Is there a solution? First and foremost is a larger participation in an open government. In Bend everything has become secret, and the populace docile, feeling so long as their real-estate investment is positive that city-hall can operate in secret. Nobody in Bend participates in Government, other than real estate developers, thus we get the Government we deserve. It's going to take a long, long time to fix Bend.

Anonymous said...

Y'all be needin a billboard about now?

Billboard appears on April 16, 1971, near Sea-Tac, reading: Will the Last Person Leaving SEATTLE -- Turn Out the Lights.
HistoryLink.org Essay 1287
Printer-Friendly Format

On April 16, 1971, real estate agents Bob McDonald and Jim Youngren put the words, "Will the last person leaving SEATTLE -- Turn out the lights" on a billboard at S. 167th St. and Pacific Highway S. near Sea-Tac airport. The two realtors, who work for Henry Broderick, Inc., put up the billboard as a humorous response to pessimism generated by the national aerospace industry's nosedive, known locally as the Boeing Bust.
A Sign of the Times

The recession was caused as The Boeing Company, the region's largest employer, went from a peak of 100,800 employees in 1967 to a low of 38,690 in April 1971. McDonald said their out-of-town clients, "were amazed that Seattle wasn’t a ghost town with weeds growing in the streets. We wanted to counteract that attitude with a little humor" (Duncan). They chose a billboard site that they inevitably passed after picking up their clients at the airport. The men rented the billboard for $160.

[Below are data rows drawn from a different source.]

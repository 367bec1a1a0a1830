// This Source Code Form is subject to the terms of the Mozilla Public
// License, v. 2.0. If a copy of the MPL was not distributed with this
// file, You can obtain one at https://mozilla.org/MPL/2.0/.

/*! Publisher configuration.

Configuration is expressed as YAML:

```yaml
pool:
  root: /srv/archive/ubuntu/pool
  temp_dir: /srv/archive/ubuntu-temp
  checksum: sha1
  preferred_components: [main, restricted, universe, multiverse]
  lock_file: /srv/archive/publisher.lock
domination:
  archive: primary
  stay_of_execution_hours: 24
  suites:
    - distroseries: focal
      pocket: updates
```
*/

use {
    crate::{
        error::{PublisherError, Result},
        io::ChecksumType,
        pool::PoolLayout,
        publication::Suite,
    },
    chrono::Duration,
    serde::{Deserialize, Serialize},
    std::path::{Path, PathBuf},
};

fn default_archive() -> String {
    "primary".to_string()
}

fn default_stay_of_execution_hours() -> u32 {
    24
}

/// Configuration of the on-disk pool.
#[derive(Clone, Debug, Deserialize, Serialize)]
#[serde(deny_unknown_fields)]
pub struct PoolConfig {
    /// Root directory of the pool.
    pub root: PathBuf,

    /// Directory for files being written. Must share a filesystem with `root`.
    pub temp_dir: PathBuf,

    #[serde(default)]
    pub layout: PoolLayout,

    /// Checksum flavor the content store reports.
    #[serde(default)]
    pub checksum: ChecksumType,

    /// Components in order of preference for holding real files.
    #[serde(default)]
    pub preferred_components: Vec<String>,

    /// File held while a run mutates the pool.
    #[serde(default)]
    pub lock_file: Option<PathBuf>,
}

/// Configuration of publication domination.
#[derive(Clone, Debug, Deserialize, Serialize)]
#[serde(deny_unknown_fields)]
pub struct DominationConfig {
    #[serde(default = "default_archive")]
    pub archive: String,

    /// Delay between a publication becoming removable and its scheduled deletion.
    #[serde(default = "default_stay_of_execution_hours")]
    pub stay_of_execution_hours: u32,

    /// Suites to dominate, in order.
    #[serde(default)]
    pub suites: Vec<Suite>,
}

impl Default for DominationConfig {
    fn default() -> Self {
        Self {
            archive: default_archive(),
            stay_of_execution_hours: default_stay_of_execution_hours(),
            suites: vec![],
        }
    }
}

impl DominationConfig {
    pub fn stay_of_execution(&self) -> Duration {
        Duration::hours(self.stay_of_execution_hours as i64)
    }
}

/// Top-level configuration.
#[derive(Clone, Debug, Deserialize, Serialize)]
#[serde(deny_unknown_fields)]
pub struct PublisherConfig {
    pub pool: PoolConfig,

    #[serde(default)]
    pub domination: DominationConfig,
}

impl PublisherConfig {
    pub fn from_yaml_str(s: &str) -> Result<Self> {
        Ok(serde_yaml::from_str(s)?)
    }

    pub fn from_yaml_path(path: impl AsRef<Path>) -> Result<Self> {
        let path = path.as_ref();
        let fh = std::fs::File::open(path)
            .map_err(|e| PublisherError::PoolIoPath(format!("{}", path.display()), e))?;

        Ok(serde_yaml::from_reader(fh)?)
    }
}
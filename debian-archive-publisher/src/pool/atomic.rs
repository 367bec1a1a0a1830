// This Source Code Form is subject to the terms of the Mozilla Public
// License, v. 2.0. If a copy of the MPL was not distributed with this
// file, You can obtain one at https://mozilla.org/MPL/2.0/.

/*! Atomic file creation.

A file written through [AtomicFile] is only ever visible at its final path once all of
its content has been written: writes land in a temporary file which is renamed into
place by [AtomicFile::commit()]. The temporary directory must be on the same filesystem
as the target, otherwise the rename fails.

If an [AtomicFile] is dropped without being committed, the temporary file is removed.
If the process dies instead, the temporary file is left behind in the temporary
directory and the target path never exists.
*/

use {
    crate::error::{PublisherError, Result},
    std::{
        io::Write,
        os::unix::fs::PermissionsExt,
        path::{Path, PathBuf},
    },
    tempfile::NamedTempFile,
};

/// Mode of files published to the pool.
pub const POOL_FILE_MODE: u32 = 0o644;

const TEMP_PREFIX: &str = "temp-download.";

/// A file that appears at its target path only when complete.
#[derive(Debug)]
pub struct AtomicFile {
    target: PathBuf,
    temp: NamedTempFile,
    bytes_written: u64,
}

impl AtomicFile {
    /// Begin writing a new file destined for `target`.
    ///
    /// The temporary file is created in `temp_dir`. `target` must not exist.
    pub fn create(target: impl AsRef<Path>, temp_dir: impl AsRef<Path>) -> Result<Self> {
        let target = target.as_ref().to_path_buf();
        let temp_dir = temp_dir.as_ref();

        if target.symlink_metadata().is_ok() {
            return Err(PublisherError::PoolTargetExists(format!(
                "{}",
                target.display()
            )));
        }

        let temp = tempfile::Builder::new()
            .prefix(TEMP_PREFIX)
            .tempfile_in(temp_dir)
            .map_err(|e| PublisherError::PoolIoPath(format!("{}", temp_dir.display()), e))?;

        Ok(Self {
            target,
            temp,
            bytes_written: 0,
        })
    }

    /// The path the file will have once committed.
    pub fn target(&self) -> &Path {
        &self.target
    }

    /// The path of the temporary file holding content written so far.
    pub fn temp_path(&self) -> &Path {
        self.temp.path()
    }

    /// Flush content to disk and move the file into place.
    ///
    /// Returns the number of bytes in the file.
    pub fn commit(mut self) -> Result<u64> {
        let temp_path = format!("{}", self.temp.path().display());

        self.temp
            .flush()
            .and_then(|_| self.temp.as_file().sync_all())
            .and_then(|_| {
                self.temp
                    .as_file()
                    .set_permissions(std::fs::Permissions::from_mode(POOL_FILE_MODE))
            })
            .map_err(|e| PublisherError::PoolIoPath(temp_path, e))?;

        // Refuses to replace a target that appeared since creation.
        self.temp.persist_noclobber(&self.target).map_err(|e| {
            if e.error.kind() == std::io::ErrorKind::AlreadyExists {
                PublisherError::PoolTargetExists(format!("{}", self.target.display()))
            } else {
                PublisherError::PoolIoPath(format!("{}", self.target.display()), e.error)
            }
        })?;

        Ok(self.bytes_written)
    }
}

impl Write for AtomicFile {
    fn write(&mut self, buf: &[u8]) -> std::io::Result<usize> {
        let size = self.temp.write(buf)?;
        self.bytes_written += size as u64;

        Ok(size)
    }

    fn flush(&mut self) -> std::io::Result<()> {
        self.temp.flush()
    }
}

The Boeing recovery began slowly: by October 1971 the firm employed 53,300 workers.

Anonymous said...

Sisters RULES and BendRedmond (now Bendmond) DROOLS. Tetherow SUCKS.

Sisters makes the NYT.

http://travel.nytimes.com/2007/12/07/travel/escapes/07mark.html

DOWNTOWN Sisters, Ore., with its 1880s-style buildings, resembles the Old West.

"The top seven sales this year to date for houses on under an acre were from about $1 million to $1.75 million; the bottom, $250,000 to $300,000."
---------

These houses are for all those faux ranchers (All hat, no cattle).

"For houses on 1 to 80 acres, the top eight sales were from $1 million to $2.8 million; the bottom eight were $300,000 to $500,000."
--------------

This is were the BossHogs live. Check out the $2.8M spread on 33 acres. 5,000 sqft of pure haute ranchero alta vista, baby!

Pretty soon Arnold himself will be selling his Sun Valley spread and vacationing in Sisters, Or and skiing at Mt Bachelor.

You Go, Girl! The little Sister ROCKS!

Anonymous said...

You Go, Girl! The little Sister ROCKS!

&

The little sister has been passed around and fucked by every jock in Bend.

The little sister has every disease imaginable.

The little sister is toxic, radioactive, & ground zero in the National Real Estate Meltdown.